Meuthen erklärte im Talk überraschenderweise, dass auch er es akzeptiere, dass der Mensch einen Anteil am Klimawandel habe - allerdings lediglich als „Hypothese“. Trotz etlicher Studien zum Thema und eines wissenschaftlichen Konsens, gäbe es unter den Studien „auch ziemlich viel Unfug“, so der AfD-Politiker. Als Kernproblem mache er stattdessen das „Bevölkerungswachstum“ und die damit einhergehende „Emissionsintensität“ aus - was unterm Strich doch sehr nach der Akzeptanz eines menschgemachten Klimawandels klingt.

In Sachen Integration gab es hingegen einen größeren Aufreger. Der Gründer einer Zeitarbeitsfirma, die Geflüchtete an Unternehmen vermittelt, erklärte: „Wir plädieren dafür, dass wir den Menschen, die hier sind, eine Chance geben.“ Doch die Arbeitsmarktintegration von Menschen, die nur befristet in Deutschland bleiben, lehnte Meuthen strikt ab: „Wir wollen die Integration nicht“, so Meuthen im Hinblick auf Flüchtlinge, die hierzulande nur für eine gewisse Zeit zu Gast sind, bevor sie wieder in ihre eigenen Heimatländer zurückkehren.

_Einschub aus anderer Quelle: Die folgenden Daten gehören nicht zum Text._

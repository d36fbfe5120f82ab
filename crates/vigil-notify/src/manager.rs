use crate::error::{NotifyError, Result};
use crate::plugin::ChannelRegistry;
use crate::rate_limit::{RateLimitConfig, RateLimiter};
use crate::routing::{route, NotificationCondition};
use crate::{NotificationChannel, NotificationKind};
use async_trait::async_trait;
use chrono::{DateTime, Duration, Utc};
use parking_lot::Mutex;
use serde::{Deserialize, Serialize};
use std::collections::{HashMap, HashSet};
use std::sync::atomic::{AtomicU64, Ordering};
use vigil_alert::dispatch::Notifier;
use vigil_common::types::{capped_seconds, ActiveAlert};

fn default_true() -> bool {
    true
}

fn default_retries() -> u32 {
    2
}

fn default_timeout_secs() -> u64 {
    10
}

/// One `[[channels]]` entry of the server configuration.
#[derive(Debug, Clone, Serialize, Deserialize)]
pub struct ChannelConfig {
    pub id: String,
    #[serde(default)]
    pub name: String,
    pub channel_type: String,
    #[serde(default = "default_true")]
    pub enabled: bool,
    /// Plugin-specific settings, validated by the plugin.
    #[serde(default)]
    pub settings: serde_json::Value,
    /// The channel accepts an alert when any condition matches. No
    /// conditions means every alert.
    #[serde(default)]
    pub conditions: Vec<NotificationCondition>,
    /// Notification groups served by this channel. Alerts carrying a
    /// `notification_group` only reach channels that list it.
    #[serde(default)]
    pub groups: Vec<String>,
    #[serde(default)]
    pub rate_limit: Option<RateLimitConfig>,
    /// Extra attempts after the first failure.
    #[serde(default = "default_retries")]
    pub retries: u32,
    #[serde(default = "default_timeout_secs")]
    pub timeout_secs: u64,
}

impl ChannelConfig {
    fn serves(&self, alert: &ActiveAlert) -> bool {
        match &alert.notification_group {
            Some(group) => self.groups.iter().any(|g| g == group),
            None => true,
        }
    }
}

struct ManagedChannel {
    config: ChannelConfig,
    channel: Box<dyn NotificationChannel>,
    limiter: Option<Mutex<RateLimiter>>,
}

#[derive(Debug, Clone, Copy, Default, Serialize)]
pub struct NotifyStats {
    pub sent: u64,
    pub failed: u64,
    pub throttled: u64,
}

/// Routes alerts to channels and delivers them with timeouts, retries and
/// throttling.
pub struct NotificationManager {
    channels: Vec<ManagedChannel>,
    /// Last successful send per `(channel id, fingerprint)`.
    last_sent: Mutex<HashMap<(String, String), DateTime<Utc>>>,
    max_min_interval: Duration,
    sent: AtomicU64,
    failed: AtomicU64,
    throttled: AtomicU64,
}

impl NotificationManager {
    /// Resolves every configured channel through `registry`. Unknown types,
    /// invalid settings and duplicate IDs fail the whole load.
    pub fn from_configs(registry: &ChannelRegistry, configs: Vec<ChannelConfig>) -> Result<Self> {
        let mut channels = Vec::with_capacity(configs.len());
        for config in configs {
            let channel =
                registry.create_channel(&config.channel_type, &config.id, &config.settings)?;
            if let Some(plugin) = registry.get_plugin(&config.channel_type) {
                tracing::debug!(
                    channel = %config.id,
                    channel_type = %config.channel_type,
                    settings = %plugin.redact_config(&config.settings),
                    "Notification channel configured"
                );
            }
            channels.push((config, channel));
        }
        Self::with_channels(channels)
    }

    /// Builds a manager from already constructed channels.
    pub fn with_channels(
        channels: Vec<(ChannelConfig, Box<dyn NotificationChannel>)>,
    ) -> Result<Self> {
        let mut seen = HashSet::new();
        let mut managed = Vec::with_capacity(channels.len());
        let mut max_min_interval = 0;

        for (mut config, channel) in channels {
            if config.id.trim().is_empty() {
                return Err(NotifyError::InvalidConfig("channel id must not be empty".into()));
            }
            if !seen.insert(config.id.clone()) {
                return Err(NotifyError::DuplicateChannel(config.id));
            }
            for condition in &mut config.conditions {
                condition.compile().map_err(|e| {
                    NotifyError::InvalidConfig(format!("channel '{}': {e}", config.id))
                })?;
                max_min_interval = max_min_interval.max(condition.min_interval_secs);
            }
            let limiter = config.rate_limit.map(|rl| Mutex::new(RateLimiter::new(rl)));
            managed.push(ManagedChannel {
                config,
                channel,
                limiter,
            });
        }

        tracing::info!(channels = managed.len(), "Notification manager initialized");
        Ok(Self {
            channels: managed,
            last_sent: Mutex::new(HashMap::new()),
            max_min_interval: capped_seconds(max_min_interval),
            sent: AtomicU64::new(0),
            failed: AtomicU64::new(0),
            throttled: AtomicU64::new(0),
        })
    }

    pub fn channel_ids(&self) -> Vec<&str> {
        self.channels.iter().map(|c| c.config.id.as_str()).collect()
    }

    pub fn has_channel(&self, id: &str) -> bool {
        self.channels.iter().any(|c| c.config.id == id)
    }

    pub fn stats(&self) -> NotifyStats {
        NotifyStats {
            sent: self.sent.load(Ordering::Relaxed),
            failed: self.failed.load(Ordering::Relaxed),
            throttled: self.throttled.load(Ordering::Relaxed),
        }
    }

    /// Sends through every enabled channel whose conditions accept the alert.
    ///
    /// Returns how many channels delivered. All candidates are attempted even
    /// if one fails; the first failure is then returned.
    pub async fn notify(&self, alert: &ActiveAlert, kind: NotificationKind) -> Result<usize> {
        let now = Utc::now();
        let mut delivered = 0;
        let mut first_error = None;

        for managed in &self.channels {
            if !managed.config.enabled || !managed.config.serves(alert) {
                continue;
            }
            let Some(min_interval) = route(&managed.config.conditions, alert, now) else {
                continue;
            };
            if kind != NotificationKind::Resolved
                && self.sent_recently(&managed.config.id, &alert.fingerprint, min_interval, now)
            {
                self.throttled.fetch_add(1, Ordering::Relaxed);
                tracing::debug!(
                    channel = %managed.config.id,
                    fingerprint = %alert.fingerprint,
                    "Notification skipped, minimum interval not elapsed"
                );
                continue;
            }

            match self.deliver(managed, alert, kind).await {
                Ok(true) => delivered += 1,
                Ok(false) => {}
                Err(e) => {
                    first_error.get_or_insert(e);
                }
            }
        }

        match first_error {
            Some(e) => Err(e),
            None => Ok(delivered),
        }
    }

    /// Sends through the named channels regardless of their routing
    /// conditions. Used by escalation steps. Unknown or disabled channels
    /// are skipped.
    pub async fn send_to(
        &self,
        channel_ids: &[String],
        alert: &ActiveAlert,
        kind: NotificationKind,
    ) -> Result<usize> {
        let mut delivered = 0;
        let mut first_error = None;

        for id in channel_ids {
            let Some(managed) = self.channels.iter().find(|c| &c.config.id == id) else {
                tracing::warn!(channel = %id, "Escalation references unknown channel");
                continue;
            };
            if !managed.config.enabled {
                continue;
            }
            match self.deliver(managed, alert, kind).await {
                Ok(true) => delivered += 1,
                Ok(false) => {}
                Err(e) => {
                    first_error.get_or_insert(e);
                }
            }
        }

        match first_error {
            Some(e) => Err(e),
            None => Ok(delivered),
        }
    }

    fn sent_recently(
        &self,
        channel_id: &str,
        fingerprint: &str,
        min_interval_secs: u64,
        now: DateTime<Utc>,
    ) -> bool {
        if min_interval_secs == 0 {
            return false;
        }
        let key = (channel_id.to_string(), fingerprint.to_string());
        self.last_sent
            .lock()
            .get(&key)
            .is_some_and(|last| now - *last < capped_seconds(min_interval_secs))
    }

    fn record_sent(&self, channel_id: &str, fingerprint: &str, now: DateTime<Utc>) {
        let mut last_sent = self.last_sent.lock();
        let horizon = self.max_min_interval;
        last_sent.retain(|_, at| now - *at < horizon);
        if horizon > Duration::zero() {
            last_sent.insert((channel_id.to_string(), fingerprint.to_string()), now);
        }
    }

    /// One channel delivery: rate limit, then up to `1 + retries` attempts
    /// each bounded by `timeout_secs`, backing off 100ms, 200ms, 400ms...
    /// `Ok(false)` means the rate limit dropped the send.
    async fn deliver(
        &self,
        managed: &ManagedChannel,
        alert: &ActiveAlert,
        kind: NotificationKind,
    ) -> Result<bool> {
        let config = &managed.config;
        if let Some(limiter) = &managed.limiter {
            if !limiter.lock().try_acquire(Utc::now()) {
                self.throttled.fetch_add(1, Ordering::Relaxed);
                tracing::warn!(channel = %config.id, fingerprint = %alert.fingerprint, "Channel rate limit reached, notification dropped");
                return Ok(false);
            }
        }

        let timeout = std::time::Duration::from_secs(config.timeout_secs.max(1));
        let attempts = config.retries.saturating_add(1);
        let mut last_error = String::new();

        for attempt in 0..attempts {
            match tokio::time::timeout(timeout, managed.channel.send(alert, kind)).await {
                Ok(Ok(())) => {
                    self.sent.fetch_add(1, Ordering::Relaxed);
                    self.record_sent(&config.id, &alert.fingerprint, Utc::now());
                    tracing::info!(
                        channel = %config.id,
                        channel_type = managed.channel.channel_type(),
                        fingerprint = %alert.fingerprint,
                        %kind,
                        "Notification sent"
                    );
                    return Ok(true);
                }
                Ok(Err(e)) => last_error = e.to_string(),
                Err(_) => last_error = format!("timed out after {}s", timeout.as_secs()),
            }
            tracing::warn!(
                channel = %config.id,
                attempt = attempt + 1,
                error = %last_error,
                "Notification attempt failed"
            );
            if attempt + 1 < attempts {
                tokio::time::sleep(std::time::Duration::from_millis(100 * 2u64.pow(attempt.min(10))))
                    .await;
            }
        }

        self.failed.fetch_add(1, Ordering::Relaxed);
        tracing::error!(channel = %config.id, fingerprint = %alert.fingerprint, error = %last_error, "Notification failed");
        Err(NotifyError::DeliveryFailed {
            channel: config.id.clone(),
            attempts,
            reason: last_error,
        })
    }
}

#[async_trait]
impl Notifier for NotificationManager {
    async fn notify_firing(&self, alert: &ActiveAlert) -> anyhow::Result<()> {
        self.notify(alert, NotificationKind::Firing).await?;
        Ok(())
    }

    async fn notify_resolved(&self, alert: &ActiveAlert) -> anyhow::Result<()> {
        self.notify(alert, NotificationKind::Resolved).await?;
        Ok(())
    }
}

Meuthen insistierte, dass die AfD „weder extremistisch noch rassistisch“ sei. Der Vertreter der Partei, die in der Vergangenheit bereits Begriffe wie „Messermänner“ und „Kopftuchmädchen“ zur Diffamierung arabischer Muslime kreierte, formulierte es am Mittwochabend bei Hayali rhetorisch geschickter. Er sagte: „Sie gucken den Leuten nicht hinter den Kopf.“

Die Sendung stieß mit 7,4 Prozent Marktanteil auf eine für ZDF-Verhältnisse maue Resonanz. Insgesamt waren 1,14 Millionen Zuschauer dabei.